Collected data entries »

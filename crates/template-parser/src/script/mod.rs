//! Embedded expression parsing.
//!
//! Directive values and mustaches are parsed with swc by wrapping the
//! fragment in a minimal synthetic program (`0(` + code + `)` for a plain
//! expression, a function body for an event handler, and so on), then pulling
//! the interesting node back out. Spans are rewritten from positions in the
//! synthetic source to host offsets through the fragment's
//! [`LocationCalculator`], so the wrapper never shows up in a reported range.

mod scope;

use crate::ast::{
    span_of, Reference, ScriptLang, VExpression, VFilter, VFilterSequenceExpression,
    VForExpression, VOnExpression, VSlotScopeExpression, Variable, VariableKind,
};
use crate::error::{ParseError, ParseErrorKind};
use crate::scanner::{find_for_separator, split_filters};
use once_cell::sync::Lazy;
use regex::Regex;
use scope::{bound_idents, ReferenceCollector};
use source_map::{ByteOffset, LocationCalculator, Span};
use std::sync::Arc;
use swc_common::{BytePos, FileName, SourceMap, Span as SwcSpan, Spanned};
use swc_ecma_ast::{Callee, Expr, ExprOrSpread, ForHead, Function, Lit, Pat, Script, Stmt, UnaryOp};
use swc_ecma_parser::{EsSyntax, Parser, StringInput, Syntax, TsSyntax};
use swc_ecma_visit::{VisitMut, VisitMutWith, VisitWith};

/// `x => ...`, `(a, b) => ...` or `function (...)`.
static IS_FUNCTION_EXPRESSION: Lazy<Regex> = Lazy::new(|| {
    Regex::new(r"^\s*([\w$]+|\([^)]*?\))\s*=>|^function\s*\(").expect("valid regex")
});

/// `foo`, `foo.bar`, `foo['bar']`, `foo[0]`, `foo[bar]`.
static IS_SIMPLE_PATH: Lazy<Regex> = Lazy::new(|| {
    Regex::new(
        r#"^[A-Za-z_$][\w$]*(?:\.[A-Za-z_$][\w$]*|\['[^']*?'\]|\["[^"]*?"\]|\[\d+\]|\[[A-Za-z_$][\w$]*\])*$"#,
    )
    .expect("valid regex")
});
#[cfg(test)]
mod tests {
    use super::*;
    use pretty_assertions::assert_eq;
    use source_map::SourceOrigin;

    fn tokenizer(text: &str) -> Tokenizer<'_> {
        Tokenizer::new(text, Rc::new(Locator::new(text, SourceOrigin::default())))
    }

    fn kinds_and_values(text: &str) -> Vec<(TokenKind, String)> {
        tokenizer(text).map(|t| (t.kind, t.value)).collect()
    }

    fn error_codes(text: &str) -> Vec<&'static str> {
        let mut tokenizer = tokenizer(text);
        while tokenizer.next_token().is_some() {}
        let (_, errors) = tokenizer.finish();
        errors.iter().map(|e| e.code()).collect()
    }

    #[test]
    fn test_simple_element() {
        assert_eq!(
            kinds_and_values(r#"<div class="a">hi there</div>"#),
            vec![
                (TokenKind::TagOpen, "div".to_string()),
                (TokenKind::Whitespace, " ".to_string()),
                (TokenKind::Identifier, "class".to_string()),
                (TokenKind::Association, String::new()),
                (TokenKind::Literal, "a".to_string()),
                (TokenKind::TagClose, String::new()),
                (TokenKind::Text, "hi".to_string()),
                (TokenKind::Whitespace, " ".to_string()),
                (TokenKind::Text, "there".to_string()),
                (TokenKind::EndTagOpen, "div".to_string()),
                (TokenKind::TagClose, String::new()),
            ]
        );
    }

    #[test]
    fn test_spans_are_raw() {
        let tokens: Vec<Token> = tokenizer(r#"<a href='x'/>"#).collect();
        let literal = &tokens[4];
        assert_eq!(literal.kind, TokenKind::Literal);
        assert_eq!(literal.span, Span::from_usize(8, 11));
        let close = &tokens[5];
        assert_eq!(close.kind, TokenKind::SelfClosingTagClose);
        assert_eq!(close.span, Span::from_usize(11, 13));
    }

    #[test]
    fn test_interpolation() {
        assert_eq!(
            kinds_and_values("a{{ b }}"),
            vec![
                (TokenKind::Text, "a".to_string()),
                (TokenKind::InterpolationStart, "{{".to_string()),
                (TokenKind::Whitespace, " ".to_string()),
                (TokenKind::Text, "b".to_string()),
                (TokenKind::Whitespace, " ".to_string()),
                (TokenKind::InterpolationEnd, "}}".to_string()),
            ]
        );
    }

    #[test]
    fn test_single_braces_are_text() {
        assert_eq!(
            kinds_and_values("{a}"),
            vec![(TokenKind::Text, "{a}".to_string())]
        );
    }

    #[test]
    fn test_interpolation_disabled() {
        let mut tokenizer = tokenizer("{{a}}");
        tokenizer.set_expression_enabled(false);
        let values: Vec<String> = tokenizer.map(|t| t.value).collect();
        assert_eq!(values, vec!["{{a}}".to_string()]);
    }

    #[test]
    fn test_unterminated_interpolation() {
        assert_eq!(error_codes("{{ foo"), vec!["x-missing-interpolation-end"]);
    }

    #[test]
    fn test_named_reference_records_gaps() {
        let mut tokenizer = tokenizer("a&lt;b");
        let tokens: Vec<Token> = tokenizer.by_ref().collect();
        assert_eq!(tokens.len(), 1);
        assert_eq!(tokens[0].value, "a<b");
        assert_eq!(tokens[0].span, Span::from_usize(0, 6));
        let (gaps, errors) = tokenizer.finish();
        assert_eq!(gaps, vec![2, 3, 4]);
        assert!(errors.is_empty());
    }

    #[test]
    fn test_html5_named_references() {
        assert_eq!(
            kinds_and_values("&lbrace;&check;"),
            vec![(TokenKind::Text, "{\u{2713}".to_string())]
        );
        assert!(error_codes("&lbrace;&check;").is_empty());
    }

    #[test]
    fn test_two_code_point_reference_gaps() {
        let mut tokenizer = tokenizer("&NotEqualTilde;");
        let tokens: Vec<Token> = tokenizer.by_ref().collect();
        assert_eq!(tokens[0].value, "\u{2242}\u{338}");
        let (gaps, errors) = tokenizer.finish();
        assert_eq!(gaps, (5..15).collect::<Vec<u32>>());
        assert!(errors.is_empty());
    }

    #[test]
    fn test_numeric_references() {
        assert_eq!(
            kinds_and_values("&#65;&#x42;&#128;"),
            vec![(TokenKind::Text, "AB\u{20AC}".to_string())]
        );
        assert_eq!(error_codes("&#0;"), vec!["null-character-reference"]);
        assert_eq!(
            error_codes("&#x110000;"),
            vec!["character-reference-outside-unicode-range"]
        );
        assert_eq!(
            error_codes("&#;"),
            vec!["absence-of-digits-in-numeric-character-reference"]
        );
    }

    #[test]
    fn test_legacy_reference_in_attribute() {
        let values: Vec<String> = tokenizer(r#"<a href="?a=1&copy=2&amp">"#)
            .filter(|t| t.kind == TokenKind::Literal)
            .map(|t| t.value)
            .collect();
        assert_eq!(values, vec!["?a=1&copy=2&".to_string()]);
    }

    #[test]
    fn test_unknown_reference() {
        assert_eq!(
            kinds_and_values("&foo;"),
            vec![(TokenKind::Text, "&foo;".to_string())]
        );
        assert_eq!(error_codes("&foo;"), vec!["unknown-named-character-reference"]);
    }

    #[test]
    fn test_crlf_collapses_with_gap() {
        let mut tokenizer = tokenizer("a\r\nb");
        let tokens: Vec<Token> = tokenizer.by_ref().collect();
        let values: Vec<&str> = tokens.iter().map(|t| t.value.as_str()).collect();
        assert_eq!(values, vec!["a", "\n", "b"]);
        assert_eq!(tokens[1].span, Span::from_usize(1, 3));
        let (gaps, _) = tokenizer.finish();
        assert_eq!(gaps, vec![2]);
    }

    #[test]
    fn test_comments() {
        assert_eq!(
            kinds_and_values("<!-- hi --><?php x ?>"),
            vec![
                (TokenKind::Comment, " hi ".to_string()),
                (TokenKind::BogusComment, "?php x ?".to_string()),
            ]
        );
        assert_eq!(
            error_codes("<!-->"),
            vec!["abrupt-closing-of-empty-comment"]
        );
        assert_eq!(error_codes("<!-- a"), vec!["eof-in-comment"]);
    }

    #[test]
    fn test_cdata_only_in_foreign_content() {
        assert_eq!(error_codes("<![CDATA[x]]>"), vec!["cdata-in-html-content"]);

        let mut tokenizer = tokenizer("<![CDATA[x<y]]>");
        tokenizer.set_namespace(Namespace::Svg);
        let tokens: Vec<(TokenKind, String)> = tokenizer.map(|t| (t.kind, t.value)).collect();
        assert_eq!(tokens, vec![(TokenKind::CDataText, "x<y".to_string())]);
    }

    #[test]
    fn test_raw_text_end_tag_sniffing() {
        let mut tokenizer = tokenizer("<script>a</b></script>");
        let mut out = Vec::new();
        while let Some(token) = tokenizer.next_token() {
            if token.kind == TokenKind::TagClose && out.len() == 1 {
                tokenizer.set_state(State::RawText);
            }
            out.push((token.kind, token.value));
        }
        assert_eq!(
            out,
            vec![
                (TokenKind::TagOpen, "script".to_string()),
                (TokenKind::TagClose, String::new()),
                (TokenKind::RawText, "a</b>".to_string()),
                (TokenKind::EndTagOpen, "script".to_string()),
                (TokenKind::TagClose, String::new()),
            ]
        );
    }

    #[test]
    fn test_tag_errors() {
        assert_eq!(error_codes("<div"), vec!["eof-in-tag"]);
        assert_eq!(error_codes("< div"), vec!["invalid-first-character-of-tag-name"]);
        assert_eq!(
            error_codes("<?x>"),
            vec!["unexpected-question-mark-instead-of-tag-name"]
        );
        assert_eq!(error_codes("<a / b>"), vec!["unexpected-solidus-in-tag"]);
        assert_eq!(
            error_codes(r#"<a b="c"d>"#),
            vec!["missing-whitespace-between-attributes"]
        );
        assert_eq!(error_codes("<a b=>"), vec!["missing-attribute-value"]);
    }

    #[test]
    fn test_null_is_kept() {
        assert_eq!(
            kinds_and_values("a\0b"),
            vec![(TokenKind::Text, "a\0b".to_string())]
        );
        assert_eq!(error_codes("a\0b"), vec!["unexpected-null-character"]);
    }

    #[test]
    fn test_tokens_do_not_overlap() {
        let text = r#"<div :a="b" @c='d'>x &amp; {{ y }}<br/><!-- c --></div>"#;
        let tokens: Vec<Token> = tokenizer(text).collect();
        for pair in tokens.windows(2) {
            assert!(pair[0].span.end <= pair[1].span.start, "{:?}", pair);
        }
    }
}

WORK ITEM »
Retype exactly the lines from the first line of the records above through the line containing "for a plain", both included, and nothing else.

RESULT OF THIS EXERCISE »
filename crates/template-parser/src/script/mod.rs
//! Embedded expression parsing.
//!
//! Directive values and mustaches are parsed with swc by wrapping the
//! fragment in a minimal synthetic program (`0(` + code + `)` for a plain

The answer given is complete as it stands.